◆ **Problem requirements**
Report each line of the records below that uses the word "push".

****************************************

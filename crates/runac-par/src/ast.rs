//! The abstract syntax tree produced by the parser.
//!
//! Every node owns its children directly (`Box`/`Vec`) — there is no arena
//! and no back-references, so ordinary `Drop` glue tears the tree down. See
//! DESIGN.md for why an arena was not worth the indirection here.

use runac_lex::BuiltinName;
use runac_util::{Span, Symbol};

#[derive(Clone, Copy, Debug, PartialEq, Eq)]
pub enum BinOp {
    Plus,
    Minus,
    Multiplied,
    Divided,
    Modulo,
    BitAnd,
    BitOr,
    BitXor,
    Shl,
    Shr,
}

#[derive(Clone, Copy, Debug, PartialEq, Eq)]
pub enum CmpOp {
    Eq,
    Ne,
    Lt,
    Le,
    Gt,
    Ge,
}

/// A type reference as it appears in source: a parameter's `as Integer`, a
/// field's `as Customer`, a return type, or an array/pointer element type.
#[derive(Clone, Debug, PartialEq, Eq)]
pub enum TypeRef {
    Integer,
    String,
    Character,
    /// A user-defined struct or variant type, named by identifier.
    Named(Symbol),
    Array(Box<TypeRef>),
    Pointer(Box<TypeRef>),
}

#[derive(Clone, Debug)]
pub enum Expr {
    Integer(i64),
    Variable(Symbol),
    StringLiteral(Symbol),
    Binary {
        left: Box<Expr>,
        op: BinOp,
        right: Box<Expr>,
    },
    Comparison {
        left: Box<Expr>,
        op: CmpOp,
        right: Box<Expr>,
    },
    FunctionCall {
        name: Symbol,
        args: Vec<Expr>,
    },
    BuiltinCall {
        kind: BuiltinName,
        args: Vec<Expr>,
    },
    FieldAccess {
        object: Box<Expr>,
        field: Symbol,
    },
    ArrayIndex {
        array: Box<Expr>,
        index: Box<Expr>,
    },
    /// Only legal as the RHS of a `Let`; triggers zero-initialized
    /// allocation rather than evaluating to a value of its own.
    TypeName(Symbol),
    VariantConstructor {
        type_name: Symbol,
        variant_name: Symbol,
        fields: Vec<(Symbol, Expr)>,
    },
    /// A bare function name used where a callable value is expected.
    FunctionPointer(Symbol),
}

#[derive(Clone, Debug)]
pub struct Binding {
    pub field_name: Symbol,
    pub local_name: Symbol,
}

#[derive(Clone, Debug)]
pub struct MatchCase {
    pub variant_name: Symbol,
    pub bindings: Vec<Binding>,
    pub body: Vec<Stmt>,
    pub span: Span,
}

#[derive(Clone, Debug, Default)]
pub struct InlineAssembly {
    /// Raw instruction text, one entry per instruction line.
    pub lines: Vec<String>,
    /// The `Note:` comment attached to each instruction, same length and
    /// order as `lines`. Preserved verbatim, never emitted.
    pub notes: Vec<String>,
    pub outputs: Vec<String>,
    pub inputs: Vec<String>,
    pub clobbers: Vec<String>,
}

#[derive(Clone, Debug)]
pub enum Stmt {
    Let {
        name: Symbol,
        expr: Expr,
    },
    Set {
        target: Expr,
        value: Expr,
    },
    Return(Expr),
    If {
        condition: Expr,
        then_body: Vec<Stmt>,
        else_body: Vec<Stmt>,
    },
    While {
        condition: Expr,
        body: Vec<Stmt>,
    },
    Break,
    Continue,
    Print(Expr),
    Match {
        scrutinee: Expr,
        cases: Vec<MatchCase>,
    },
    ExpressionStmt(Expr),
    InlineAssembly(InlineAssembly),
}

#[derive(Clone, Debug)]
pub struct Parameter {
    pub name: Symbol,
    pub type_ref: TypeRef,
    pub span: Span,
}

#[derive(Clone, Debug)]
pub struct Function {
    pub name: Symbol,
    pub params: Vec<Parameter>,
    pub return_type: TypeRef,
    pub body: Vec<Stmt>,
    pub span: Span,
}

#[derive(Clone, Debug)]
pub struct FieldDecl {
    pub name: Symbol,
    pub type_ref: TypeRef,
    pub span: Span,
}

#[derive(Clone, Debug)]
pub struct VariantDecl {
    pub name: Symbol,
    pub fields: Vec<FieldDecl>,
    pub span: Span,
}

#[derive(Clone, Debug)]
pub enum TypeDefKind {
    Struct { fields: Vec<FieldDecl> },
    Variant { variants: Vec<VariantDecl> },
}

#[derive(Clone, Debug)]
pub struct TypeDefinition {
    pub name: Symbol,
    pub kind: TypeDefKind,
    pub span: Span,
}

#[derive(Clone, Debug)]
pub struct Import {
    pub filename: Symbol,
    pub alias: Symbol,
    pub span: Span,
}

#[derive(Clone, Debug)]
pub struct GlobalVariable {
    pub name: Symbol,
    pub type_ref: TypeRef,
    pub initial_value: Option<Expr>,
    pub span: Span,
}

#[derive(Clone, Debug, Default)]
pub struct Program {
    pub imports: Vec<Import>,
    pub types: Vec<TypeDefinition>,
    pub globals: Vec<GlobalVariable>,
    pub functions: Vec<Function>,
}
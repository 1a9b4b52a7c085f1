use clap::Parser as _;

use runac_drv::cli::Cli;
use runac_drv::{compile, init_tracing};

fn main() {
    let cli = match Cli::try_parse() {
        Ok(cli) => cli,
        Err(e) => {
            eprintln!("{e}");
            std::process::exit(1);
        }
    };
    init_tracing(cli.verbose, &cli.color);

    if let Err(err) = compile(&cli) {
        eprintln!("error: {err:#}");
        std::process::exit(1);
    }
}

****************************************

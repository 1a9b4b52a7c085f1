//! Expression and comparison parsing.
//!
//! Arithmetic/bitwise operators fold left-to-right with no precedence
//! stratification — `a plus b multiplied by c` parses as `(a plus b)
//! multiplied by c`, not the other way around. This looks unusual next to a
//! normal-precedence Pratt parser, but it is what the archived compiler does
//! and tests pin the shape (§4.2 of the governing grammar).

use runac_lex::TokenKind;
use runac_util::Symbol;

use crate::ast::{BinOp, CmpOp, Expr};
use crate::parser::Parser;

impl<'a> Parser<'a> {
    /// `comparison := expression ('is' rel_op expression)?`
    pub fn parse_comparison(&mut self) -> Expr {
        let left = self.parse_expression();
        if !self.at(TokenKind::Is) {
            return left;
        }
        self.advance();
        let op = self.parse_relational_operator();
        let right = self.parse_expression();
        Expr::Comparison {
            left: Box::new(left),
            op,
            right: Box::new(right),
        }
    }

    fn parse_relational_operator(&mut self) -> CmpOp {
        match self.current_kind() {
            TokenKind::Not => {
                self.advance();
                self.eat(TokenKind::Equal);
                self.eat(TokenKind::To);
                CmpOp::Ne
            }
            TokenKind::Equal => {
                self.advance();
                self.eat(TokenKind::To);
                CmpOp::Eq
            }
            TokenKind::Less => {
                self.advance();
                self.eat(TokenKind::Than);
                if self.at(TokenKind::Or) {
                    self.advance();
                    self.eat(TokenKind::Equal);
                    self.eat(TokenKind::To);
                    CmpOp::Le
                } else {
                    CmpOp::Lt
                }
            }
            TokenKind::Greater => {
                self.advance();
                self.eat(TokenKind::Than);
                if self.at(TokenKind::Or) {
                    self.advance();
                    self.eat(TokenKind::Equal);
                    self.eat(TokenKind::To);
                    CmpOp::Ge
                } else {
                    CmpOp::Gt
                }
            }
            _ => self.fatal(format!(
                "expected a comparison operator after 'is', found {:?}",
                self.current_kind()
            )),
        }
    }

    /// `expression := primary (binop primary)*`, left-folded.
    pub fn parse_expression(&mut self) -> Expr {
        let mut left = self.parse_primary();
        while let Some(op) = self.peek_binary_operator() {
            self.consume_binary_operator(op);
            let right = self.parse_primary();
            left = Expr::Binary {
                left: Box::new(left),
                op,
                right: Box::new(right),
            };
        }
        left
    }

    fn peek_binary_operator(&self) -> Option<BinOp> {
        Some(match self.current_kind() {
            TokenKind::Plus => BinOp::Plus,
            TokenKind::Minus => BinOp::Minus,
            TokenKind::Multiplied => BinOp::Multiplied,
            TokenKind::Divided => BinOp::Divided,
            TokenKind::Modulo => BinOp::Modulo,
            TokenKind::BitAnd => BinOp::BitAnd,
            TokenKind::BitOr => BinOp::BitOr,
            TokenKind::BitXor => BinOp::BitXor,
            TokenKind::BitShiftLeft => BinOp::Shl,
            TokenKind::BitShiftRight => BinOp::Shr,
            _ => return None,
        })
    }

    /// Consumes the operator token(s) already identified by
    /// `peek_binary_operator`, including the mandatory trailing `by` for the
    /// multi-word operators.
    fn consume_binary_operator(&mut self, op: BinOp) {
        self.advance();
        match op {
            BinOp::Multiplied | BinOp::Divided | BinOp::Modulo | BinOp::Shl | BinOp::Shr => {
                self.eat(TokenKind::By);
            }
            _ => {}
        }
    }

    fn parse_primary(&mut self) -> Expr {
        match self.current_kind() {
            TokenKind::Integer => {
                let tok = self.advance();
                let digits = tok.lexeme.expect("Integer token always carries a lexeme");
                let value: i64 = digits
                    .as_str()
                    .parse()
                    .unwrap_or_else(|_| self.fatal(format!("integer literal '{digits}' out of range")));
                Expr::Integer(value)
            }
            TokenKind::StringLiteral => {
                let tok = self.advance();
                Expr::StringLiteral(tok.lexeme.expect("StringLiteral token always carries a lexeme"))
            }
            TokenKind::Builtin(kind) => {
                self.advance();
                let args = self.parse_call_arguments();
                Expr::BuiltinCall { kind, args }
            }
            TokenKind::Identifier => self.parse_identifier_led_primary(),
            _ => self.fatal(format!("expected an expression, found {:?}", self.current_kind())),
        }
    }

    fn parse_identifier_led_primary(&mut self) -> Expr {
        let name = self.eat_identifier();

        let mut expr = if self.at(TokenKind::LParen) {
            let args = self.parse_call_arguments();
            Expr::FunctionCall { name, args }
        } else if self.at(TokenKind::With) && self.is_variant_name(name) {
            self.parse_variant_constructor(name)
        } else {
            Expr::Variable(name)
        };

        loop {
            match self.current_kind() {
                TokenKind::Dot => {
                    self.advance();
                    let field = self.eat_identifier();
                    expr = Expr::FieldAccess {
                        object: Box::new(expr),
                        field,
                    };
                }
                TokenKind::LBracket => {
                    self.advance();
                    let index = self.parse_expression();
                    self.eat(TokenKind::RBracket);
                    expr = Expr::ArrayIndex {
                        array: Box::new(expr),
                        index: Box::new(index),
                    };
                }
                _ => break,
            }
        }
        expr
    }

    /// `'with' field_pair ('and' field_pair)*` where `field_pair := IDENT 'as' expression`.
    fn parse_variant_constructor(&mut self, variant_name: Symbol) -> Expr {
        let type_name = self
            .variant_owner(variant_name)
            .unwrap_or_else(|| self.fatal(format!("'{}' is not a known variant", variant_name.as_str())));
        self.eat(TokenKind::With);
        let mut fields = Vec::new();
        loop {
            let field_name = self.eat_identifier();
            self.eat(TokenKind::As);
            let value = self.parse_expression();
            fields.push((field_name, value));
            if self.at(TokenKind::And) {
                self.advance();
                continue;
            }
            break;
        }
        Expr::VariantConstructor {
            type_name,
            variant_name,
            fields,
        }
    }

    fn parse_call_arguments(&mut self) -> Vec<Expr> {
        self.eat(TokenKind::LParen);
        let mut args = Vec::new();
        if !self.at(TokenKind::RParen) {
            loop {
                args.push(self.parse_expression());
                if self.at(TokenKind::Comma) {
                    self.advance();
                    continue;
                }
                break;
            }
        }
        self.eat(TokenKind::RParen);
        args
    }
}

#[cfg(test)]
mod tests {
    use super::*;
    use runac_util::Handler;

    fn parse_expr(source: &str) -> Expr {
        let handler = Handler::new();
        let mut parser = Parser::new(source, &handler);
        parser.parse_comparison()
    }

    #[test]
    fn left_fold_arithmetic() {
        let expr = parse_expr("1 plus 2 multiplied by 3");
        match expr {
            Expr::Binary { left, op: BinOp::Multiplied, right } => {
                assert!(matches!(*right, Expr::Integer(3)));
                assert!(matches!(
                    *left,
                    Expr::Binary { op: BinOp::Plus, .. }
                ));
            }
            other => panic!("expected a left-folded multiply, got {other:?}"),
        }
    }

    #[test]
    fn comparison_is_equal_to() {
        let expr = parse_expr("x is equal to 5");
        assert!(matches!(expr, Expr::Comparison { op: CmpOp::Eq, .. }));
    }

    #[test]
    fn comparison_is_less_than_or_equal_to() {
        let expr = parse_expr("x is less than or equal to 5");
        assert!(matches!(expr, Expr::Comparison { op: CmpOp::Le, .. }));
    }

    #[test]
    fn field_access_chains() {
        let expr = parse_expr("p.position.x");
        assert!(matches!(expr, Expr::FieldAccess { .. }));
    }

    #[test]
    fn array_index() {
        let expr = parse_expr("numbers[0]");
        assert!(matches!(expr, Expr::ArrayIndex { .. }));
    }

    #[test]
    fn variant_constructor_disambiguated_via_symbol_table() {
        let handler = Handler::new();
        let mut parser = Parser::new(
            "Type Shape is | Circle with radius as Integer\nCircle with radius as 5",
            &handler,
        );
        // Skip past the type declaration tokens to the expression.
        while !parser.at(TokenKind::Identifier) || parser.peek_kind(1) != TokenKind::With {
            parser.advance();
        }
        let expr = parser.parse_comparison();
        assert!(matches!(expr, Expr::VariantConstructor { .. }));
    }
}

****************************************

◆ **Answer space**
            fields.push((field_name, value));
                args.push(self.parse_expression());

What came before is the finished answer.